Development Plan vision 2030, South Africa’s Policy Framework, as well as the Durban Climate Change Adaptation Strategy. The discourse in the chapter revealed that though issues of gendered equity had been articulated in the different national policies, the practicalities of gendered adaptation that intentionally address issues of Black women’s experiences of vulnerability and adaptation to climate disasters were lacking in the governance of adaptation within the eThekwini municipality.

This study has emphasised intentionality. That is, any development approach that seeks to respond to Black women’s vulnerability to impact of natural disaster needs to be ‘intentional’

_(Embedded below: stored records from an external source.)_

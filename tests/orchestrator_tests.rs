use std::collections::BTreeMap;

use cascade_sim::orchestrator::*;
use cascade_sim::scenario::{ScenarioConfig, ScenarioPreset};
use cascade_sim::simulation::SimulationConfig;
use cascade_sim::SimError;

fn config() -> SimulationConfig {
    SimulationConfig {
        agents: 150,
        steps: 25,
        seed: Some(9),
        ..SimulationConfig::default()
    }
}

fn presets(names: &[&str]) -> Vec<ScenarioConfig> {
    names
        .iter()
        .map(|n| ScenarioPreset::from_name(n).unwrap().config())
        .collect()
}

fn comparison(entries: &[(&str, f64, usize, f64)]) -> Comparison {
    let mut c = Comparison {
        scenarios: Vec::new(),
        risk_comparison: BTreeMap::new(),
        liquidation_comparison: BTreeMap::new(),
        pnl_comparison: BTreeMap::new(),
        worst_case: None,
    };
    for (name, risk, liqs, pnl) in entries {
        c.scenarios.push(name.to_string());
        c.risk_comparison.insert(name.to_string(), *risk);
        c.liquidation_comparison.insert(name.to_string(), *liqs);
        c.pnl_comparison.insert(name.to_string(), *pnl);
    }
    c
}

const GENERAL: [&str; 3] = [
    "Maintain real-time monitoring of all risk metrics",
    "Ensure adequate capital reserves for stress scenarios",
    "Regular parameter optimization based on market conditions",
];

// ═══════════════════════════════════════════════════════════════════════
// Construction
// ═══════════════════════════════════════════════════════════════════════

#[test]
fn test_empty_scenario_list_rejected() {
    let err = Orchestrator::new(config(), Vec::new()).unwrap_err();
    assert!(matches!(err, SimError::InvalidConfig(_)));
}

#[test]
fn test_duplicate_names_rejected() {
    let err = Orchestrator::new(config(), presets(&["crash", "baseline", "crash"])).unwrap_err();
    assert!(matches!(err, SimError::InvalidConfig(_)));
}

#[test]
fn test_invalid_scenario_rejected_up_front() {
    let bad = ScenarioConfig {
        volatility_multiplier: Some(-2.0),
        ..ScenarioConfig::named("bad")
    };
    let err = Orchestrator::new(config(), vec![bad]).unwrap_err();
    assert!(matches!(err, SimError::InvalidScenario { .. }));
}

#[test]
fn test_unseeded_config_pinned() {
    let orch = Orchestrator::new(
        SimulationConfig {
            seed: None,
            ..config()
        },
        presets(&["baseline"]),
    )
    .unwrap();
    assert!(orch.config.seed.is_some());
}

// ═══════════════════════════════════════════════════════════════════════
// Runs
// ═══════════════════════════════════════════════════════════════════════

#[test]
fn test_parallel_matches_sequential() {
    let orch = Orchestrator::new(config(), presets(&["baseline", "crash", "black_swan"])).unwrap();
    let seq = orch.run().unwrap();
    let par = orch.run_parallel().unwrap();

    assert_eq!(seq.comparison, par.comparison);
    assert_eq!(seq.recommendations, par.recommendations);
    for (a, b) in seq.results.iter().zip(&par.results) {
        assert_eq!(a.scenario_name, b.scenario_name);
        assert_eq!(a.market_states, b.market_states);
        assert_eq!(a.liquidation_events, b.liquidation_events);
    }
}

#[test]
fn test_scenarios_share_seed_and_order() {
    let orch = Orchestrator::new(config(), presets(&["volatility_spike", "baseline"])).unwrap();
    let report = orch.run().unwrap();
    assert_eq!(report.comparison.scenarios, vec!["volatility_spike", "baseline"]);
    assert!(report.results.iter().all(|r| r.seed == 9));
    assert!(report.comparison.worst_case.is_some());
}

#[test]
fn test_worst_case_from_results() {
    let orch = Orchestrator::new(config(), presets(&["baseline", "black_swan"])).unwrap();
    let report = orch.run().unwrap();
    let c = &report.comparison;

    let worst = c.worst_case.clone().unwrap();
    let worst_risk = c.risk_comparison[&worst];
    for name in &c.scenarios {
        assert!(c.risk_comparison[name] <= worst_risk);
    }
    assert_eq!(
        report.recommendations[report.recommendations.len() - 4],
        format!(
            "Worst-case scenario: {}. Develop specific contingency plans for this scenario.",
            worst
        )
    );
}

// ═══════════════════════════════════════════════════════════════════════
// Recommendations
// ═══════════════════════════════════════════════════════════════════════

#[test]
fn test_critical_risk_recommendation() {
    let mut c = comparison(&[("baseline", 0.2, 10, 0.0), ("black_swan", 0.8, 150, 30_000.0)]);
    c.worst_case = Some("black_swan".to_string());
    let recs = recommendations(&c);

    assert!(recs[0].starts_with("CRITICAL"));
    assert!(recs[1].starts_with("High liquidation activity expected"));
    assert!(recs[2].contains("hedging"));
    assert!(recs[3].starts_with("Worst-case scenario: black_swan."));
    assert_eq!(&recs[4..], &GENERAL);
}

#[test]
fn test_warning_risk_recommendation() {
    let c = comparison(&[("crash", 0.6, 20, 100.0)]);
    let recs = recommendations(&c);
    assert!(recs[0].starts_with("WARNING"));
    assert_eq!(recs.len(), 4);
    assert_eq!(&recs[1..], &GENERAL);
}

#[test]
fn test_calm_comparison_only_general_items() {
    let c = comparison(&[("baseline", 0.5, 100, 0.0), ("crash", 0.1, 0, 20_000.0)]);
    // risk not above 0.5, liquidations not above 100, pnl std exactly 10_000
    assert_eq!(recommendations(&c), GENERAL.to_vec());
}
impl Population {
    /// Deterministic population for `seed`.
    pub fn initialize(
        size: usize,
        distribution: &ArchetypeDistribution,
        seed: u64,
    ) -> Result<Population> {
        let mut rng = StdRng::seed_from_u64(seed);
        Self::initialize_with_rng(size, distribution, &mut rng)
    }

    /// Build `size` agents drawing calibration from `rng`. Agents are laid
    /// out archetype by archetype in distribution order, then padding.
    pub fn initialize_with_rng<R: Rng + ?Sized>(
        size: usize,
        distribution: &ArchetypeDistribution,
        rng: &mut R,
    ) -> Result<Population> {
        if size == 0 {
            return Err(SimError::Population {
                requested: size,
                reason: "population size must be positive".into(),
            });
        }
        distribution.validate().map_err(|e| SimError::Population {
            requested: size,
            reason: e.to_string(),
        })?;

        let counts = distribution.counts(size);
        let total: usize = counts.iter().map(|(_, n)| n).sum();
        if total != size {
            return Err(SimError::Population {
                requested: size,
                reason: format!("distribution allocates {} agents", total),
            });
        }

        let mut agents = Vec::with_capacity(size);
        for (archetype, count) in counts {
            for _ in 0..count {
                let id = AgentId(agents.len());
                agents.push(Agent::calibrated(id, archetype, rng));
            }
        }

        Ok(Population {
            agents,
            next_position_id: 0,
        })
    }

    pub fn len(&self) -> usize {
        self.agents.len()
    }

    pub fn is_empty(&self) -> bool {
        self.agents.is_empty()
    }

    pub fn get(&self, id: AgentId) -> Option<&Agent> {
        self.agents.get(id.0)
    }

    pub fn get_mut(&mut self, id: AgentId) -> Option<&mut Agent> {
        self.agents.get_mut(id.0)
    }

    pub fn count_of(&self, archetype: Archetype) -> usize {
        self.agents.iter().filter(|a| a.archetype == archetype).count()
    }

    /// Fraction of agents with at least one open position.
    pub fn holder_fraction(&self) -> f64 {
        if self.agents.is_empty() {
            return 0.0;
        }
        let holders = self.agents.iter().filter(|a| a.has_positions()).count();
        holders as f64 / self.agents.len() as f64
    }

    pub fn open_position_count(&self) -> usize {
        self.agents.iter().map(|a| a.positions.len()).sum()
    }

    /// Allocate the next position id and attach the position to `owner`.
    pub fn open_position(&mut self, owner: AgentId, mut position: Position) -> Option<PositionId> {
        let id = PositionId(self.next_position_id);
        let agent = self.agents.get_mut(owner.0)?;
        self.next_position_id += 1;
        position.id = id;
        agent.positions.insert(id, position);
        Some(id)
    }

    pub fn remove_position(&mut self, owner: AgentId, id: PositionId) -> Option<Position> {
        self.agents.get_mut(owner.0)?.positions.remove(&id)
    }

    /// Refresh every position's unrealized PnL and mark value.
    pub fn mark_positions(&mut self, market: &MarketState) {
        for agent in &mut self.agents {
            for position in agent.positions.values_mut() {
                position.mark(market.price(position.asset));
            }
        }
    }

    /// Σ(wallet + collateral of open borrow positions), the denominator of
    /// the cascade loss factor.
    pub fn total_market_value(&self) -> f64 {
        self.agents
            .iter()
            .map(|a| a.wallet_balance + a.borrow_positions().map(|p| p.collateral).sum::<f64>())
            .sum()
    }

    /// Σ wallets + Σ position book values − Σ borrowed proceeds. Supply,
    /// borrow and liquidity bookkeeping leave it unchanged; only modeled
    /// profit and loss moves it.
    pub fn ledger_value(&self) -> f64 {
        self.agents
            .iter()
            .map(|a| {
                a.wallet_balance
                    + a.positions
                        .values()
                        .map(|p| p.book_value() - p.borrowed_proceeds())
                        .sum::<f64>()
            })
            .sum()
    }
}
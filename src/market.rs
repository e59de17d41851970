use std::collections::BTreeMap;
use std::fmt;

use serde::{Deserialize, Serialize};

/// Utilization is never reported above this, even when borrows exceed supply.
pub const MAX_UTILIZATION: f64 = 0.95;
/// Gas-price proxy with an idle network (gwei).
pub const BASE_GAS_PRICE: f64 = 50.0;
/// Prices are floored here so GBM steps and impacts never reach zero.
const PRICE_FLOOR: f64 = 1e-9;

// ═══════════════════════════════════════════════════════════════════════
// Assets
// ═══════════════════════════════════════════════════════════════════════

#[derive(Debug, Clone, Copy, PartialEq, Eq, PartialOrd, Ord, Hash, Serialize, Deserialize)]
pub enum Asset {
    #[serde(rename = "ETH")]
    Eth,
    #[serde(rename = "BTC")]
    Btc,
    #[serde(rename = "USDC")]
    Usdc,
    #[serde(rename = "USDT")]
    Usdt,
}

impl Asset {
    /// Canonical order; every per-asset iteration in the engine follows it.
    pub const ALL: [Asset; 4] = [Asset::Eth, Asset::Btc, Asset::Usdc, Asset::Usdt];

    pub fn symbol(&self) -> &'static str {
        match self {
            Self::Eth => "ETH",
            Self::Btc => "BTC",
            Self::Usdc => "USDC",
            Self::Usdt => "USDT",
        }
    }
}

impl fmt::Display for Asset {
    fn fmt(&self, f: &mut fmt::Formatter<'_>) -> fmt::Result {
        f.write_str(self.symbol())
    }
}

// ═══════════════════════════════════════════════════════════════════════
// Market state
// ═══════════════════════════════════════════════════════════════════════

/// Live market for one scenario run. Only the executor, the scenario
/// applier and the cascade resolver write to it; policies get `&MarketState`.
#[derive(Debug, Clone, PartialEq, Serialize, Deserialize)]
pub struct MarketState {
    pub prices: BTreeMap<Asset, f64>,
    /// Annualized volatility
    pub volatility: BTreeMap<Asset, f64>,
    /// Available (unborrowed) liquidity in asset units
    pub liquidity: BTreeMap<Asset, f64>,
    pub total_supply: BTreeMap<Asset, f64>,
    pub total_borrowed: BTreeMap<Asset, f64>,
    pub utilization_rate: BTreeMap<Asset, f64>,
    pub liquidations_24h: u64,
    pub volume_24h: f64,
    pub gas_price: f64,
}

impl Default for MarketState {
    fn default() -> Self {
        Self::initial()
    }
}

impl MarketState {
    /// Starting market every scenario is shocked from.
    pub fn initial() -> Self {
        let table: [(Asset, f64, f64, f64, f64, f64); 4] = [
            // asset, price, vol, liquidity, supply, borrowed
            (Asset::Eth, 2_000.0, 0.03, 1e8, 1e7, 5e6),
            (Asset::Btc, 40_000.0, 0.025, 5e7, 1e6, 5e5),
            (Asset::Usdc, 1.0, 0.001, 1e9, 1e9, 5e8),
            (Asset::Usdt, 1.0, 0.001, 1e9, 1e9, 5e8),
        ];

        let mut state = MarketState {
            prices: BTreeMap::new(),
            volatility: BTreeMap::new(),
            liquidity: BTreeMap::new(),
            total_supply: BTreeMap::new(),
            total_borrowed: BTreeMap::new(),
            utilization_rate: BTreeMap::new(),
            liquidations_24h: 0,
            volume_24h: 0.0,
            gas_price: BASE_GAS_PRICE,
        };
        for (asset, price, vol, liquidity, supply, borrowed) in table {
            state.prices.insert(asset, price);
            state.volatility.insert(asset, vol);
            state.liquidity.insert(asset, liquidity);
            state.total_supply.insert(asset, supply);
            state.total_borrowed.insert(asset, borrowed);
            state.utilization_rate.insert(asset, 0.5);
        }
        state
    }

    pub fn price(&self, asset: Asset) -> f64 {
        self.prices.get(&asset).copied().unwrap_or(0.0)
    }

    pub fn liquidity_of(&self, asset: Asset) -> f64 {
        self.liquidity.get(&asset).copied().unwrap_or(0.0)
    }

    pub fn utilization(&self, asset: Asset) -> f64 {
        self.utilization_rate.get(&asset).copied().unwrap_or(0.0)
    }

    pub fn assets(&self) -> impl Iterator<Item = Asset> + '_ {
        self.prices.keys().copied()
    }

    /// Multiply every price by `factor`.
    pub fn scale_prices(&mut self, factor: f64) {
        for price in self.prices.values_mut() {
            *price = (*price * factor).max(PRICE_FLOOR);
        }
    }

    pub fn scale_volatility(&mut self, factor: f64) {
        for vol in self.volatility.values_mut() {
            *vol *= factor;
        }
    }

    pub fn scale_liquidity(&mut self, factor: f64) {
        for liq in self.liquidity.values_mut() {
            *liq *= factor;
        }
    }

    /// One discrete GBM step for `asset`: `S *= 1 + drift·dt + σ·dW`.
    pub fn gbm_step(&mut self, asset: Asset, drift: f64, dt: f64, dw: f64) {
        let vol = self.volatility.get(&asset).copied().unwrap_or(0.0);
        if let Some(price) = self.prices.get_mut(&asset) {
            *price = (*price * (1.0 + drift * dt + vol * dw)).max(PRICE_FLOOR);
        }
    }

    /// borrowed / supplied, clamped to [`MAX_UTILIZATION`]. Zero supply → 0.
    pub fn recompute_utilization(&mut self) {
        for asset in Asset::ALL {
            let supplied = self.total_supply.get(&asset).copied().unwrap_or(0.0);
            let borrowed = self.total_borrowed.get(&asset).copied().unwrap_or(0.0);
            let utilization = if supplied > 0.0 {
                (borrowed / supplied).clamp(0.0, MAX_UTILIZATION)
            } else {
                0.0
            };
            self.utilization_rate.insert(asset, utilization);
        }
    }

    /// Congestion proxy: base × (1 + 2 × fraction of agents holding positions).
    pub fn update_gas_price(&mut self, holder_fraction: f64) {
        self.gas_price = BASE_GAS_PRICE * (1.0 + holder_fraction.clamp(0.0, 1.0) * 2.0);
    }

    /// Debt of `amount` units repaid or written off: borrowed shrinks and the
    /// units return to the pool.
    pub fn settle_debt(&mut self, asset: Asset, amount: f64) {
        if let Some(borrowed) = self.total_borrowed.get_mut(&asset) {
            *borrowed = (*borrowed - amount).max(0.0);
        }
        *self.liquidity.entry(asset).or_insert(0.0) += amount;
    }

    /// Cascade price impact: every price *= (1 − impact).
    pub fn apply_price_impact(&mut self, impact: f64) {
        self.scale_prices(1.0 - impact);
    }

    pub fn average_liquidity(&self) -> f64 {
        if self.liquidity.is_empty() {
            return 0.0;
        }
        self.liquidity.values().sum::<f64>() / self.liquidity.len() as f64
    }

    /// Independently-owned deep copy for the per-step history.
    pub fn snapshot(&self) -> MarketState {
        self.clone()
    }
}
use thiserror::Error;

/// Errors raised while building or exporting a simulation run.
///
/// Rejected agent actions (insufficient balance, vanished liquidation
/// target) are not errors; see [`crate::executor::ActionOutcome`].
#[derive(Debug, Error)]
pub enum SimError {
    #[error("invalid configuration: {0}")]
    InvalidConfig(String),

    #[error("invalid scenario '{name}': {reason}")]
    InvalidScenario { name: String, reason: String },

    #[error("cannot populate {requested} agents: {reason}")]
    Population { requested: usize, reason: String },

    #[error("unknown scenario preset '{0}'")]
    UnknownPreset(String),

    #[error("I/O error: {0}")]
    Io(#[from] std::io::Error),

    #[error("CSV error: {0}")]
    Csv(#[from] csv::Error),

    #[error("JSON error: {0}")]
    Json(#[from] serde_json::Error),

    #[error("TOML error: {0}")]
    Toml(#[from] toml::de::Error),
}

pub type Result<T> = std::result::Result<T, SimError>;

in recognising and addressing gender and class justice. Without intentionality, it is possible for an adaptation or development initiative that was meant to address the vulnerability of a certain group of population to exacerbate inequity instead. This point is applicable to the discussion in Chapter Seven of this study. From a feminist political ecology perspective, and in analysing the political economy of development in the study context, Chapter Seven was able to unpack and critique the impact of (capitalist-oriented) development on the vulnerability of Black women in the study context. The chapter showed that instead of alleviating inequality, a post- apartheid area-based approach to development in the study context overshadowed the rural economy from which the women were sustaining their livelihoods. Yet, the area-based development approach did not necessarily address the principal issue of rural women’s vulnerability, but instead tended to create a new rural inequality by not extending development to the interior floodplains of the localities. This was evident in uMlazi, where one section was developed infrastructurally while the other section was left unattended, with degraded infrastructures, a disaster-prone landscape, and quite uneven and difficult-to-navigate topography. Though such development does not readily reveal the gender implications on a general perspective, the history of racially segregated spatial arrangement in South Africa—

where many Black women were the most occupants of informal settlements—reveals the gendered implication of any rural development planning.